--- RECORDS FOR THE TASK Enclosed Below ---

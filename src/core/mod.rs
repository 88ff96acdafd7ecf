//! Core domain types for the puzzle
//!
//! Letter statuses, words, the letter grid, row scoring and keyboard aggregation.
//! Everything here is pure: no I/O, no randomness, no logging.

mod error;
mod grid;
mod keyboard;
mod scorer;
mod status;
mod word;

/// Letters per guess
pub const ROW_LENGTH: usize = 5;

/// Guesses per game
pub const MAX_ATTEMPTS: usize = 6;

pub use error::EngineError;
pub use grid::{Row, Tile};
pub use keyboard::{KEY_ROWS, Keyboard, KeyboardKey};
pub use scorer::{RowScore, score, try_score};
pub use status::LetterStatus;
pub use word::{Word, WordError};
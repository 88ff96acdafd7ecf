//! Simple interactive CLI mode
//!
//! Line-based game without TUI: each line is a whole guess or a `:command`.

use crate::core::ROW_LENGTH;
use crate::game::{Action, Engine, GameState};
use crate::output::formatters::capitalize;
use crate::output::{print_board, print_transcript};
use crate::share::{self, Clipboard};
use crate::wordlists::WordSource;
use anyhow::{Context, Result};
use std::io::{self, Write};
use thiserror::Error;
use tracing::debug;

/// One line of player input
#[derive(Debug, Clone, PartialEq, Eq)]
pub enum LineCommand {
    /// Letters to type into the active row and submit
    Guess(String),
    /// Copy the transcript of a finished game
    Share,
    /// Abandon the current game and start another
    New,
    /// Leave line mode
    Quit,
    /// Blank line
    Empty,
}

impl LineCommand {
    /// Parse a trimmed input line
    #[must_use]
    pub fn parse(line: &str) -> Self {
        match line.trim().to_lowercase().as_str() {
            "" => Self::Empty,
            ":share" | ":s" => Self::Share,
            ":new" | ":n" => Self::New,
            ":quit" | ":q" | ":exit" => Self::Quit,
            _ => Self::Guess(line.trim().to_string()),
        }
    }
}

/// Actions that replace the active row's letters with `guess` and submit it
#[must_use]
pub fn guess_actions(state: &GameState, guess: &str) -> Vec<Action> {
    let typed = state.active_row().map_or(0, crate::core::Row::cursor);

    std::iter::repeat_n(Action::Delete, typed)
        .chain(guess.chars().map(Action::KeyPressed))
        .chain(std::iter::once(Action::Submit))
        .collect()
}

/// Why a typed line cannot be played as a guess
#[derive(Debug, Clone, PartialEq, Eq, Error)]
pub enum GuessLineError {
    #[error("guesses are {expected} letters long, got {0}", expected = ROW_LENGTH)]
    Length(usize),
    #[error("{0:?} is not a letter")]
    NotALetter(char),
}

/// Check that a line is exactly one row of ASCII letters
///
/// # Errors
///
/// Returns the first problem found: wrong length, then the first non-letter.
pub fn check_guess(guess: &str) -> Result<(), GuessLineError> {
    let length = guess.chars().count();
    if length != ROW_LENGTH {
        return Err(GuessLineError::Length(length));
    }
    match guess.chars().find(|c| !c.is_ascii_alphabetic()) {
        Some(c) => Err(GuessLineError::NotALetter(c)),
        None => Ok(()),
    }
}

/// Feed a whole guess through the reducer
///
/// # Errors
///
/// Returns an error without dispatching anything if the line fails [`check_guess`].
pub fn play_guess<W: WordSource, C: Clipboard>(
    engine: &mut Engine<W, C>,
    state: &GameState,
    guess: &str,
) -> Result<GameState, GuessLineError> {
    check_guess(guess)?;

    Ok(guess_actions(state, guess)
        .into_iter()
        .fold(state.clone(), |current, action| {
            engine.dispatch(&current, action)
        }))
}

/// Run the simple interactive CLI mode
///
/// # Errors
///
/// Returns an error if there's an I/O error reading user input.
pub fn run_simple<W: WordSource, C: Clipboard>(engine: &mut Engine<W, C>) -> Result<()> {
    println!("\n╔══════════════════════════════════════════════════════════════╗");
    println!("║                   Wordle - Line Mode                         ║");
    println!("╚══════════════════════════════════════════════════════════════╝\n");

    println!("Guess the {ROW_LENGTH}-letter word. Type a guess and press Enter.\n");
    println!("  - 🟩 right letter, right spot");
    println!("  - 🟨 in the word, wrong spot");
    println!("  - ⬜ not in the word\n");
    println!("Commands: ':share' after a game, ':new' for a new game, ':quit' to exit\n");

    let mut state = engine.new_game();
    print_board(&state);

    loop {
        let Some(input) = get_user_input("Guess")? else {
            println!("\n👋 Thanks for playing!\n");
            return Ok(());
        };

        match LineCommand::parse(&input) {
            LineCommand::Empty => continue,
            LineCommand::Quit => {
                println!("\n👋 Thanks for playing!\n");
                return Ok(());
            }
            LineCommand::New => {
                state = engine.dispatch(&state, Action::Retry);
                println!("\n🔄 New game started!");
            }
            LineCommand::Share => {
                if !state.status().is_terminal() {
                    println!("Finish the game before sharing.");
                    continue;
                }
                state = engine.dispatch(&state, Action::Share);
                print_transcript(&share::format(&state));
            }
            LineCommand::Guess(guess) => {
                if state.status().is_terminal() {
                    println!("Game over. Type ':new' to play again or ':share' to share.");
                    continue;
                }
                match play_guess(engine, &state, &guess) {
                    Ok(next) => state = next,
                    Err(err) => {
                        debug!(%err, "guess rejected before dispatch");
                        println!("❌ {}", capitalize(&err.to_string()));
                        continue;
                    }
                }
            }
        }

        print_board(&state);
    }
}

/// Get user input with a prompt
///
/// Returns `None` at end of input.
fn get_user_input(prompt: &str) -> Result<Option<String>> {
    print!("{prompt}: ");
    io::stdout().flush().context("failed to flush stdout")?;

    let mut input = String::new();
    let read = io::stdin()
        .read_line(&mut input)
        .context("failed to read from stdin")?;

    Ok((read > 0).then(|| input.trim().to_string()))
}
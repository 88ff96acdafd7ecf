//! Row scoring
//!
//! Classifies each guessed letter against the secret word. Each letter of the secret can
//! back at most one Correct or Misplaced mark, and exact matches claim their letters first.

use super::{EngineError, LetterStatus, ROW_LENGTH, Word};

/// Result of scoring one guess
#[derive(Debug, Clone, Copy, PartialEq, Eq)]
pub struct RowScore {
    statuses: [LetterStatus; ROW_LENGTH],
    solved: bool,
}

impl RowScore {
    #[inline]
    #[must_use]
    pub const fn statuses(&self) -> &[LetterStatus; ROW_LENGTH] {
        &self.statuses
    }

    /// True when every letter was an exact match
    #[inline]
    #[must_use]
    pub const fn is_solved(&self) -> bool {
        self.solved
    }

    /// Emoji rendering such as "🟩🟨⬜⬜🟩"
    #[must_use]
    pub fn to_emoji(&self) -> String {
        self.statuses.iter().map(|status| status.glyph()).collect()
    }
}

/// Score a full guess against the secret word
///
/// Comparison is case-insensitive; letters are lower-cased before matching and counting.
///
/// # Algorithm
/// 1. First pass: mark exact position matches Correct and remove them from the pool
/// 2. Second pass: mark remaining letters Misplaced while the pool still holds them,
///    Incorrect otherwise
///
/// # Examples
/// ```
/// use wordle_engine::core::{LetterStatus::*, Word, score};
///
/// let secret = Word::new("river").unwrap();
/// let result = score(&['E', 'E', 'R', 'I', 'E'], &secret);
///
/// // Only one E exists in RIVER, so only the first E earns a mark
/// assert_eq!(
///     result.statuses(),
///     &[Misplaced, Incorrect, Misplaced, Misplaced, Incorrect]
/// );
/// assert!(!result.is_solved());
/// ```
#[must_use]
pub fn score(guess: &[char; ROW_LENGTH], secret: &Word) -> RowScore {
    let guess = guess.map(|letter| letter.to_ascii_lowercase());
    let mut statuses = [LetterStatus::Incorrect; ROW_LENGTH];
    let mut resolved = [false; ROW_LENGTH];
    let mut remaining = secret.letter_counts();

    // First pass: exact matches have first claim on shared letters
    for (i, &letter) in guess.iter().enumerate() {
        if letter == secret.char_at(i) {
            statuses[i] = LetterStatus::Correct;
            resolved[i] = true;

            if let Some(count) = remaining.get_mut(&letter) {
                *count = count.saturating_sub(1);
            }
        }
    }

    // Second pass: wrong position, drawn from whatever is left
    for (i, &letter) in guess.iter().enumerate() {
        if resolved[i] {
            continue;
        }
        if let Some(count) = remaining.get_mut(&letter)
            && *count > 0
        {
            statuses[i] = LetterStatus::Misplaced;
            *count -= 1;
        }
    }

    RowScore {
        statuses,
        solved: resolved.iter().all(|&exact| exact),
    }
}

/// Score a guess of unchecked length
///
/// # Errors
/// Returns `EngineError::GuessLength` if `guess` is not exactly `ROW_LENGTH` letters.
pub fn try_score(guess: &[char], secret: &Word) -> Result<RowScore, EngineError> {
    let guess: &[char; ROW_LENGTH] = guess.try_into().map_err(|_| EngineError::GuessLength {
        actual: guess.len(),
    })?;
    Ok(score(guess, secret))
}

--- End of Enclosed RECORDS FOR THE TASK ---
--- RECORDS FOR THE TASK Enclosed Below ---

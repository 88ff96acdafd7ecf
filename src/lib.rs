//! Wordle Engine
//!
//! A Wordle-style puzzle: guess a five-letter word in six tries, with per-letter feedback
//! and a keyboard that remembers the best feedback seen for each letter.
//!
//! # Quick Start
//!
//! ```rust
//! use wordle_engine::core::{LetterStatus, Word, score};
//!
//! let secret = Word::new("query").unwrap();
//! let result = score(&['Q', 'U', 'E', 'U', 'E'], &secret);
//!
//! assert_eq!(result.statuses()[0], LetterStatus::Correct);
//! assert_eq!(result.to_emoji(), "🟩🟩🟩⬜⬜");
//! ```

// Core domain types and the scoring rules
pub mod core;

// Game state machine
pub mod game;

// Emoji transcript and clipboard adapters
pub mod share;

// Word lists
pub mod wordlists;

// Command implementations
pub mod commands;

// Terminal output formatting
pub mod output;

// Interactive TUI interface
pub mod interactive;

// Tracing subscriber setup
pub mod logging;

--- End of Enclosed RECORDS FOR THE TASK ---
--- RECORDS FOR THE TASK Enclosed Below ---

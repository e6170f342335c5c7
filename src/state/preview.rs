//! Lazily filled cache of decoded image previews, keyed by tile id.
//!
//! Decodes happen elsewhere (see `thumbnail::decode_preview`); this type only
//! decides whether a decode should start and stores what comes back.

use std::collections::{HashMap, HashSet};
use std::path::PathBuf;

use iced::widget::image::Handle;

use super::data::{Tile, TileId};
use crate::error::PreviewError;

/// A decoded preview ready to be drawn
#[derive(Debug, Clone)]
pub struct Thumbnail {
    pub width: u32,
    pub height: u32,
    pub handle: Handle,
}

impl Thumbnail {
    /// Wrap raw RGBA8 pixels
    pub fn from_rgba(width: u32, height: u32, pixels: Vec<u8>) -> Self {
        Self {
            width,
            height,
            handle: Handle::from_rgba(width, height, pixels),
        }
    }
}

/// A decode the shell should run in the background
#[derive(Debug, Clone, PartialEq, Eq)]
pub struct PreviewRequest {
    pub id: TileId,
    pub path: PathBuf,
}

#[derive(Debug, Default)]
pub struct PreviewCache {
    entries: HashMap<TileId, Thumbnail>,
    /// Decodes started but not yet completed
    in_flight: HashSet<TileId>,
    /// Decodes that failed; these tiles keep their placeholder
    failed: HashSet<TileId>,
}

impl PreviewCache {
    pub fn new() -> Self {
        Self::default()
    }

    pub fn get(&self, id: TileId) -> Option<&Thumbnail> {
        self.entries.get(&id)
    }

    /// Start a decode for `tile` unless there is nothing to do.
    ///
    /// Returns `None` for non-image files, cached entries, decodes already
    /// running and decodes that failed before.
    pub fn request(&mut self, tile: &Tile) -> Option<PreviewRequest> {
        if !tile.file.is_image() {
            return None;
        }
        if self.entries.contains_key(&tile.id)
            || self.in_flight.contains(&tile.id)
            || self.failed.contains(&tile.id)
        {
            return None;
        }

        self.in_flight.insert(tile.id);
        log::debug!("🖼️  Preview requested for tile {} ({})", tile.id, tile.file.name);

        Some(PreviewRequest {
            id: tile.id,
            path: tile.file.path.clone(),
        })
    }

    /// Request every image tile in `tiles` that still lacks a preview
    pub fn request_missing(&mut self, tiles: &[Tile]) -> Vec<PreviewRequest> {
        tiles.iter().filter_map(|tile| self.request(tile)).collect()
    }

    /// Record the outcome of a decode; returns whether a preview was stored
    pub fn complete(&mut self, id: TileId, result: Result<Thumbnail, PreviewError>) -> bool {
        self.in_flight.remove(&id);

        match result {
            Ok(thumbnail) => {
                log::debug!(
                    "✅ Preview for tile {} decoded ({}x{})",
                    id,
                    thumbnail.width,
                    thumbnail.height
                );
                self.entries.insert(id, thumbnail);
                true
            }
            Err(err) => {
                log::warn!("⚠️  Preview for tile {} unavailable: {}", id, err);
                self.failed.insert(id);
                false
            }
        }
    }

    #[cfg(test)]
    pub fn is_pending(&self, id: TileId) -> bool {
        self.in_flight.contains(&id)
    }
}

--- End of Enclosed RECORDS FOR THE TASK ---

# YOUR INSTRUCTIONS
Once a line of the records is found to contain "false", copy it out.

# ANSWER BOX
    let mut resolved = [false; ROW_LENGTH];
                false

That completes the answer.